--- START ---

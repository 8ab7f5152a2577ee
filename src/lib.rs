//! ## Async WebDAV gateway over pluggable storage backends
//!
//! This library is an HTTP/Webdav `handler`: it takes a
//! `http::Request`, resolves the request path to one of several mounted
//! storage engines, and generates a `http::Response` — metadata from
//! PROPFIND, bytes from GET (with ranges), and mutations from
//! PUT/DELETE/MKCOL/COPY/MOVE. A process-wide metadata cache sits in
//! front of the engines and is kept consistent by invalidation on every
//! mutation.
//!
//! ## Backend interfaces.
//!
//! - you register engines into a [`BackendRegistry`], keyed by mount
//!   path; the longest matching mount wins, and `/` is a virtual
//!   directory listing every mount.
//! - each engine implements [`StorageBackend`]: a one-level `list`, a
//!   `link` resolving a download location, and optional stat, byte
//!   streaming and mutation calls with sensible defaults (HTTP-linked
//!   engines stream through their links out of the box).
//! - a [`DavLockSystem`] may be plugged in for LOCK/UNLOCK; the
//!   bundled [`FakeLs`] is enough for macOS/Windows clients.
//!
//! The handler works with the standard `http` and `http_body` types and
//! therefore plugs straight into hyper-style servers.
//!
//! ## Example.
//!
//! ```no_run
//! use std::sync::Arc;
//! use dav_gateway::{BackendRegistry, DavHandler, FakeLs};
//! use dav_gateway::storage::localdisk::LocalDisk;
//!
//! let registry = Arc::new(BackendRegistry::new());
//! registry.register_engine(|| Arc::new(LocalDisk::new("/files", "/srv/files")));
//!
//! let handler = DavHandler::builder(registry)
//!     .locksystem(FakeLs::new())
//!     .build();
//! // hand `handler.handle(req)` your hyper requests.
//! ```

#[macro_use]
extern crate log;
#[macro_use]
extern crate lazy_static;

mod errors;
mod util;

pub mod body;
pub mod cache;
pub mod config;
pub mod davpath;
pub mod finfo;
pub mod range;
pub mod registry;
pub mod storage;
pub mod walker;

mod davhandler;
mod ls;

pub use crate::cache::{LinkCache, MetadataCache};
pub use crate::config::GatewayConfig;
pub use crate::davhandler::{DavBuilder, DavHandler};
pub use crate::davpath::DavPath;
pub use crate::errors::{DavError, FsError};
pub use crate::finfo::{Finfo, LinkInfo};
pub use crate::ls::{DavLockSystem, FakeLs, LockGuard};
pub use crate::registry::BackendRegistry;
pub use crate::storage::StorageBackend;
pub use crate::util::{client_ip, DavMethod, DavMethodSet};

pub(crate) type DavResult<T> = Result<T, DavError>;
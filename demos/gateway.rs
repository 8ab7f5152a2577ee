//
//  Sample gateway server.
//
//  Mounts a local directory at /files and a seeded in-memory scratch
//  mount at /scratch. Listens on plain http; connect with any WebDAV
//  client, e.g. `dav://localhost:4918/` from a file manager.
//

use std::error::Error;
use std::net::SocketAddr;
use std::str::FromStr;
use std::sync::Arc;

use clap::Parser;

use dav_gateway::storage::localdisk::LocalDisk;
use dav_gateway::storage::membackend::MemBackend;
use dav_gateway::{BackendRegistry, DavHandler, FakeLs, GatewayConfig};

#[derive(Debug, clap::Parser)]
#[command(about, version)]
struct Cli {
    /// port to listen on
    #[arg(short, long, default_value = "4918")]
    port: u16,
    /// local directory to serve under /files
    #[arg(short, long)]
    dir: Option<String>,
    /// metadata cache TTL in seconds (0 = default)
    #[arg(long, default_value = "0")]
    cache_ttl: u64,
}

#[tokio::main]
async fn main() -> Result<(), Box<dyn Error>> {
    env_logger::init();
    let cli = Cli::parse();

    let registry = Arc::new(BackendRegistry::new());
    if let Some(dir) = &cli.dir {
        let dir = dir.clone();
        registry.register_engine(move || Arc::new(LocalDisk::new("/files", dir)));
    }
    registry.register_engine(|| {
        let mem = MemBackend::new("/scratch");
        mem.add_file("/scratch/readme.txt", &b"scratch space, feel free\n"[..]);
        Arc::new(mem)
    });

    let mut config = GatewayConfig::default();
    config.webdav.metadata_cache_ttl = cli.cache_ttl;

    let handler = DavHandler::builder(registry)
        .config(config)
        .locksystem(FakeLs::new())
        .build();

    // drop long-idle expired cache entries in the background
    let _sweeper = handler
        .metadata_cache()
        .spawn_sweeper(std::time::Duration::from_secs(300));

    let make_service = hyper::service::make_service_fn(move |_| {
        let handler = handler.clone();
        async move {
            let func = move |req| {
                let handler = handler.clone();
                async move {
                    Ok::<_, std::convert::Infallible>(handler.handle(req).await)
                }
            };
            Ok::<_, hyper::Error>(hyper::service::service_fn(func))
        }
    });

    let addr = SocketAddr::from_str(&format!("0.0.0.0:{}", cli.port))?;
    println!("Serving on {}", addr);
    hyper::Server::try_bind(&addr)?.serve(make_service).await?;
    Ok(())
}
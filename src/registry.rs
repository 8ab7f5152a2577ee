//! Backend registry: mount-path keyed set of storage engines.
//!
//! Registration happens once at startup through engine factories; after
//! that the registry is effectively read-only and shared across request
//! handlers.

use std::collections::HashMap;
use std::sync::{Arc, PoisonError, RwLock};

use crate::errors::FsError;
use crate::finfo::Finfo;
use crate::storage::{FsResult, StorageBackend};

#[derive(Default)]
pub struct BackendRegistry {
    backends: RwLock<HashMap<String, Arc<dyn StorageBackend>>>,
}

impl BackendRegistry {
    pub fn new() -> BackendRegistry {
        BackendRegistry::default()
    }

    /// Startup-time registration hook: the factory is invoked once and
    /// the produced engine is mounted under its own `mount_path`.
    pub fn register_engine<F>(&self, factory: F)
    where
        F: FnOnce() -> Arc<dyn StorageBackend>,
    {
        self.register(factory());
    }

    pub fn register(&self, backend: Arc<dyn StorageBackend>) {
        let mount = backend.mount_path().to_string();
        info!(
            "registering {} engine at {}",
            backend.config().name,
            mount
        );
        let mut backends = self.backends.write().unwrap_or_else(PoisonError::into_inner);
        backends.insert(mount, backend);
    }

    /// Resolve a request path to the engine with the longest matching
    /// mount prefix. The root is a virtual directory, never resolvable
    /// to a single engine.
    pub fn resolve(&self, path: &str) -> FsResult<Arc<dyn StorageBackend>> {
        let backends = self.backends.read().unwrap_or_else(PoisonError::into_inner);
        backends
            .iter()
            .filter(|(mount, _)| mount_matches(mount, path))
            .max_by_key(|(mount, _)| mount.len())
            .map(|(_, b)| Arc::clone(b))
            .ok_or(FsError::NotFound)
    }

    /// Listing of the virtual root: one directory entry per mount.
    pub fn list_root(&self) -> Vec<Finfo> {
        let backends = self.backends.read().unwrap_or_else(PoisonError::into_inner);
        backends.keys().map(Finfo::dir).collect()
    }

    pub fn mounts(&self) -> Vec<String> {
        let backends = self.backends.read().unwrap_or_else(PoisonError::into_inner);
        backends.keys().cloned().collect()
    }
}

/// Prefix match on whole path segments.
fn mount_matches(mount: &str, path: &str) -> bool {
    match path.strip_prefix(mount) {
        Some("") => true,
        Some(rest) => rest.starts_with('/'),
        None => false,
    }
}
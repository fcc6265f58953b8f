//! Interface to an asynchronous OCR service shaped like Azure's Read API.
//!
//! Recognition happens in two steps: we submit an image and get back an
//! [`OperationId`], and then we ask for the status of that operation until
//! it's done. [`ReadApi`] describes those two calls, so that the polling
//! logic doesn't care whether it's talking to Azure or to a test double.

use std::{fmt, str::FromStr};

use reqwest::Url;

use crate::prelude::*;

pub use self::types::{AnalyzeResult, OperationStatus, ReadOperationResult};

pub mod azure;
pub mod types;

/// Identifies one asynchronous recognition job.
#[derive(Clone, Debug, PartialEq, Eq, Hash)]
pub struct OperationId(String);

impl OperationId {
    /// Extract the operation ID from an `Operation-Location` value.
    ///
    /// The ID is the last path segment, so
    /// `https://host/vision/v3.2/read/analyzeResults/abc-123` yields `abc-123`.
    /// A bare ID is accepted as-is.
    pub fn from_operation_location(location: &str) -> Result<Self> {
        // A URL with nothing after the host names a server, not an operation.
        let names_host_only = Url::parse(location)
            .map(|url| url.has_host() && url.path().trim_matches('/').is_empty())
            .unwrap_or(false);
        if names_host_only {
            return Err(anyhow!(
                "Operation location {:?} has no operation ID in its path",
                location
            ));
        }
        let path = location
            .split(['?', '#'])
            .next()
            .unwrap_or_default()
            .trim_end_matches('/');
        let id = path.rsplit('/').next().unwrap_or_default().trim();
        if id.is_empty() {
            return Err(anyhow!(
                "Could not find an operation ID in operation location {:?}",
                location
            ));
        }
        Ok(Self(id.to_owned()))
    }

    /// The ID as a string.
    pub fn as_str(&self) -> &str {
        &self.0
    }
}

impl FromStr for OperationId {
    type Err = anyhow::Error;

    fn from_str(s: &str) -> Result<Self> {
        Self::from_operation_location(s)
    }
}

impl fmt::Display for OperationId {
    fn fmt(&self, f: &mut fmt::Formatter<'_>) -> fmt::Result {
        f.write_str(&self.0)
    }
}

/// The two calls we need from a Read-style OCR service.
#[async_trait]
pub trait ReadApi: Send + Sync {
    /// Submit an image for recognition, returning the new operation's ID.
    ///
    /// `language` is a BCP-47 hint such as `"ja"`.
    async fn submit(&self, image: Vec<u8>, language: &str) -> Result<OperationId>;

    /// Fetch the current state of an operation.
    async fn get_read_result(&self, id: &OperationId) -> Result<ReadOperationResult>;
}
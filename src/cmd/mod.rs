//! Command-line entry points.

use std::time::Duration;

use clap::Args;
use futures::future;
use tokio::{
    fs,
    io::{self, AsyncWriteExt as _},
    signal,
};

use crate::{
    aggregate::aggregate_text,
    poll::{PollOutcome, PollPolicy, poll_until_terminal},
    prelude::*,
    read_api::{AnalyzeResult, OperationId, ReadApi},
    ui::{ProgressConfig, Ui},
};

pub mod ocr;
pub mod status;

/// Options controlling how we wait for an OCR operation.
#[derive(Debug, Clone, Args)]
pub struct PollOpts {
    /// Seconds to wait between status checks.
    #[clap(
        long = "poll-interval",
        value_name = "SECS",
        default_value = "5",
        value_parser = clap::value_parser!(u64).range(1..)
    )]
    poll_interval_secs: u64,

    /// Give up after this many status checks.
    #[clap(long, value_parser = clap::value_parser!(u32).range(1..))]
    max_attempts: Option<u32>,

    /// Give up after polling for this many seconds. Use 0 to wait forever.
    #[clap(long = "timeout", value_name = "SECS", default_value = "600")]
    timeout_secs: u64,
}

impl PollOpts {
    /// Build the corresponding [`PollPolicy`].
    pub fn to_policy(&self) -> PollPolicy {
        PollPolicy {
            interval: Duration::from_secs(self.poll_interval_secs),
            max_attempts: self.max_attempts,
            max_elapsed: (self.timeout_secs > 0)
                .then(|| Duration::from_secs(self.timeout_secs)),
        }
    }
}

/// Where and how to write our results.
#[derive(Debug, Clone, Args)]
pub struct OutputOpts {
    /// Write the result to this file instead of stdout.
    #[clap(short = 'o', long = "output")]
    pub output_path: Option<PathBuf>,

    /// Write the full OCR result as JSON, including page sizes, bounding
    /// boxes and word confidences, instead of plain text.
    #[clap(long)]
    pub json: bool,
}

impl OutputOpts {
    /// Write the result of a successful OCR operation.
    pub async fn write_result(&self, result: &AnalyzeResult) -> Result<()> {
        let ocr_text = aggregate_text(result);
        debug!(
            %ocr_text,
            model_version = ?result.model_version,
            pages = result.read_results.len(),
            "Recognized text"
        );
        if self.json {
            let mut json = serde_json::to_string_pretty(result)
                .context("Could not serialize OCR result")?;
            json.push('\n');
            write_text(self.output_path.as_deref(), &json).await
        } else {
            write_text(self.output_path.as_deref(), &ocr_text).await
        }
    }
}

/// Poll `id` until it's done, showing progress on a spinner.
pub async fn wait_for_operation<A, C>(
    ui: &Ui,
    api: &A,
    id: &OperationId,
    policy: &PollPolicy,
    cancel: C,
) -> Result<PollOutcome>
where
    A: ReadApi + ?Sized,
    C: Future<Output = ()>,
{
    let spinner = ui.new_spinner(&ProgressConfig {
        emoji: "🔎",
        msg: "Waiting for OCR",
        done_msg: "OCR finished",
    });
    let outcome = poll_until_terminal(api, id, policy, cancel, |status, attempt| {
        spinner.set_message(format!("Waiting for OCR: {status} (check {attempt})"));
    })
    .await;
    spinner.finish_and_clear();

    let outcome = outcome?;
    info!(%id, attempts = outcome.attempts(), "Finished polling");
    Ok(outcome)
}

/// Resolves when the user presses Ctrl-C.
///
/// If we can't listen for Ctrl-C, this never resolves, and the process can
/// still be killed the usual way.
pub async fn ctrl_c() {
    if let Err(err) = signal::ctrl_c().await {
        warn!("Could not listen for Ctrl-C: {err}");
        future::pending::<()>().await;
    }
    info!("Received Ctrl-C, cancelling");
}

/// Write recognized text to `output_path`, or to stdout.
pub async fn write_text(output_path: Option<&Path>, text: &str) -> Result<()> {
    match output_path {
        Some(path) => fs::write(path, text)
            .await
            .with_context(|| format!("Failed to write output to {:?}", path)),
        None => {
            let mut stdout = io::stdout();
            stdout
                .write_all(text.as_bytes())
                .await
                .context("Failed to write output to stdout")?;
            stdout.flush().await.context("Failed to flush stdout")
        }
    }
}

--- END ---

§ **What the task requires**
The answer consists of every line above in which the word "polling" occurs.

§ **Exercise answer**
//! it's done. [`ReadApi`] describes those two calls, so that the polling
    /// Give up after polling for this many seconds. Use 0 to wait forever.
    info!(%id, attempts = outcome.attempts(), "Finished polling");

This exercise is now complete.